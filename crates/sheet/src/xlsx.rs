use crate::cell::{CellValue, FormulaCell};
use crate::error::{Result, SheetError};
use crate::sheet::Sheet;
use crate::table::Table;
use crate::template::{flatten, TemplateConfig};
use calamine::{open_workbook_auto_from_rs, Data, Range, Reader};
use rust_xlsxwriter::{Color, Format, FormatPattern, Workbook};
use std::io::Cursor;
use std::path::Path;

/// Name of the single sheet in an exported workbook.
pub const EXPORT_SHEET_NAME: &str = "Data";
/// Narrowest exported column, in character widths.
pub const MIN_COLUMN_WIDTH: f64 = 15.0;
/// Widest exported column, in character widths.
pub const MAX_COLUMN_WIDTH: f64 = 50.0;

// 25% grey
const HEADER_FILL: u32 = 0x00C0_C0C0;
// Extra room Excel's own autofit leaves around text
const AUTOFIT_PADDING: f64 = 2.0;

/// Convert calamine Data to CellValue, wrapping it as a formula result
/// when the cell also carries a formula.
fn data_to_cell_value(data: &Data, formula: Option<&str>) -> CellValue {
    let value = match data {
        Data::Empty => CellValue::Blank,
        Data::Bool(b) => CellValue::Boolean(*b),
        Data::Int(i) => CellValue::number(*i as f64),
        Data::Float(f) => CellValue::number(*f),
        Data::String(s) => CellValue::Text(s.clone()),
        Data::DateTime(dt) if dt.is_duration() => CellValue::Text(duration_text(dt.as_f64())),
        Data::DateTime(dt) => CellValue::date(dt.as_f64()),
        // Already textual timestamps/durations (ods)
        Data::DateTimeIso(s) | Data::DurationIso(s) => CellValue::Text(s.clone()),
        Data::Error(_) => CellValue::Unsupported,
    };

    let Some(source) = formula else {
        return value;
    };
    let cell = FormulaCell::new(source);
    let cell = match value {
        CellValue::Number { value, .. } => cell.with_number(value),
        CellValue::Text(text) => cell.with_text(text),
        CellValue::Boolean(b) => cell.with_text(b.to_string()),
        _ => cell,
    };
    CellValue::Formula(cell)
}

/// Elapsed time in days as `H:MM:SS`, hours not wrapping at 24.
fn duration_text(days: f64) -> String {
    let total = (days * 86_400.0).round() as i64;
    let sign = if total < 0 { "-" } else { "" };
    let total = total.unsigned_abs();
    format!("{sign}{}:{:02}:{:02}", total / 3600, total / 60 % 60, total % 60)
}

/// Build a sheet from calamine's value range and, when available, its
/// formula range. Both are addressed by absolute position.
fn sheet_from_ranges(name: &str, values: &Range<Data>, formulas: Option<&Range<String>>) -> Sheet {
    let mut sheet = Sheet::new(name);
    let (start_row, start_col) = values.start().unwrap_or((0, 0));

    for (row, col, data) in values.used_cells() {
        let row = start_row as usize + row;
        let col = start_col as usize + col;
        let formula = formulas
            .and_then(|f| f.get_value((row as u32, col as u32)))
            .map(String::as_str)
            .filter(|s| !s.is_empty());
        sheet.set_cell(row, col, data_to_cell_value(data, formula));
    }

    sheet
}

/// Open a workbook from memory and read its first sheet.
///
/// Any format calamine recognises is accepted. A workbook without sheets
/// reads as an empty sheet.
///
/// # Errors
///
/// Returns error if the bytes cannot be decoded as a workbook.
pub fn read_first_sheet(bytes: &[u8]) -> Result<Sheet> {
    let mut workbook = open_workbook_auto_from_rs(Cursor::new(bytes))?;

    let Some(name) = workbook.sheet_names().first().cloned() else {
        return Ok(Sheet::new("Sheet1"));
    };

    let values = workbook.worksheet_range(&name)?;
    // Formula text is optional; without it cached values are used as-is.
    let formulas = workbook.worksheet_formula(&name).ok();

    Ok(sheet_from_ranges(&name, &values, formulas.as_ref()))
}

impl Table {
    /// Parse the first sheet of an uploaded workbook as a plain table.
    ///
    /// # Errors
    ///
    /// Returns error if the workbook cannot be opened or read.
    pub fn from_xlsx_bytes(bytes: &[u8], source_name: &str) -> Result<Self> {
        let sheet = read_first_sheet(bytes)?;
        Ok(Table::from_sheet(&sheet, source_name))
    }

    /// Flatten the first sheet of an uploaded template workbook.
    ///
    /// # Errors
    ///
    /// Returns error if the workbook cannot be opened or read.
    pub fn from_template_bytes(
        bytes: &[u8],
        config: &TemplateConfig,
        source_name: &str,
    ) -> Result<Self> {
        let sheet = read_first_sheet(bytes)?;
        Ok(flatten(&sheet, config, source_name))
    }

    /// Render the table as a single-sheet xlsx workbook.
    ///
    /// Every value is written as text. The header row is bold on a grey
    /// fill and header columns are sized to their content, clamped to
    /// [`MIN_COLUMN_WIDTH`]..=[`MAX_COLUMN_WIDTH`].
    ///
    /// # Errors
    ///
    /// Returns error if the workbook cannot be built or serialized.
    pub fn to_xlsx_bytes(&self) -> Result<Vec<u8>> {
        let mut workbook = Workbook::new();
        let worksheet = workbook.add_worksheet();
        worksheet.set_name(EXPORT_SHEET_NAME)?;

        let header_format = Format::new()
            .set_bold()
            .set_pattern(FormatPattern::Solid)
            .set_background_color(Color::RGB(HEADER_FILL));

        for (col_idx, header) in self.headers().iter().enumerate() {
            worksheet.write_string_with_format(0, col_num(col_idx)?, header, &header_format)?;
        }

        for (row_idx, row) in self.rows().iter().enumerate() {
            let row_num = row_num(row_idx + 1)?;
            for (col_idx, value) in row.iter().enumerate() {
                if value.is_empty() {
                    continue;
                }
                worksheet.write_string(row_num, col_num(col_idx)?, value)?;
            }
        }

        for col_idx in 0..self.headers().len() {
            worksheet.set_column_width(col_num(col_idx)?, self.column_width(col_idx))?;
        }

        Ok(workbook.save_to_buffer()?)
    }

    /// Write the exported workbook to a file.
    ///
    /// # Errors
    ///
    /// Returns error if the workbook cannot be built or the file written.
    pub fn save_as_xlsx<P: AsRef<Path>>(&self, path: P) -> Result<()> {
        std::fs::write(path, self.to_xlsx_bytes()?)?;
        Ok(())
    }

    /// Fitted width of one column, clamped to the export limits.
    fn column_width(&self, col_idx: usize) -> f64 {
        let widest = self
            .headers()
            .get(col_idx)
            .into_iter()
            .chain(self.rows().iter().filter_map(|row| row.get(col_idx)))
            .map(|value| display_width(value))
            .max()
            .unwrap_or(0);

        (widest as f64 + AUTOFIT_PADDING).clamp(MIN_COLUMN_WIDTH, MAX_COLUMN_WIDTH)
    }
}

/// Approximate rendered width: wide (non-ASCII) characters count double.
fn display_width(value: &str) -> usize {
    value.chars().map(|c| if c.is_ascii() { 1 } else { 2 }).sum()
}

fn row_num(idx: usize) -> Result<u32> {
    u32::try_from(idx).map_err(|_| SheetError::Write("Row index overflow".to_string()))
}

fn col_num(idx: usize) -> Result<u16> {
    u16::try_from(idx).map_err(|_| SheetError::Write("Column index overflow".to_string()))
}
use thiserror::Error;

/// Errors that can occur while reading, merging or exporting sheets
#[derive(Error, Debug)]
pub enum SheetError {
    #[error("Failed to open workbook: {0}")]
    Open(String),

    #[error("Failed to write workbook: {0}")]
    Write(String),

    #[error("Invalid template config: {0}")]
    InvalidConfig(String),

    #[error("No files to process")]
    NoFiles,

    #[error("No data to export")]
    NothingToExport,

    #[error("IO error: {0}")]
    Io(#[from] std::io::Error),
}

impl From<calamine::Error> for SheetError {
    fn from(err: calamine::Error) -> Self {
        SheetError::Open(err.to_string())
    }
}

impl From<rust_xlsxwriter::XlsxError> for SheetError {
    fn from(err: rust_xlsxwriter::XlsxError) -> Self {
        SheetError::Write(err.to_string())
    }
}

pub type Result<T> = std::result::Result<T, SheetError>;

What needs to be done →
Repeat the entries above exactly, beginning at their first line and ending with the line that contains "Data::Int(i) => CellValue::number(*i", with nothing added.

Answer →
filename crates/sheet/src/xlsx.rs
use crate::cell::{CellValue, FormulaCell};
use crate::error::{Result, SheetError};
use crate::sheet::Sheet;
use crate::table::Table;
use crate::template::{flatten, TemplateConfig};
use calamine::{open_workbook_auto_from_rs, Data, Range, Reader};
use rust_xlsxwriter::{Color, Format, FormatPattern, Workbook};
use std::io::Cursor;
use std::path::Path;

/// Name of the single sheet in an exported workbook.
pub const EXPORT_SHEET_NAME: &str = "Data";
/// Narrowest exported column, in character widths.
pub const MIN_COLUMN_WIDTH: f64 = 15.0;
/// Widest exported column, in character widths.
pub const MAX_COLUMN_WIDTH: f64 = 50.0;

// 25% grey
const HEADER_FILL: u32 = 0x00C0_C0C0;
// Extra room Excel's own autofit leaves around text
const AUTOFIT_PADDING: f64 = 2.0;

/// Convert calamine Data to CellValue, wrapping it as a formula result
/// when the cell also carries a formula.
fn data_to_cell_value(data: &Data, formula: Option<&str>) -> CellValue {
    let value = match data {
        Data::Empty => CellValue::Blank,
        Data::Bool(b) => CellValue::Boolean(*b),
        Data::Int(i) => CellValue::number(*i as f64),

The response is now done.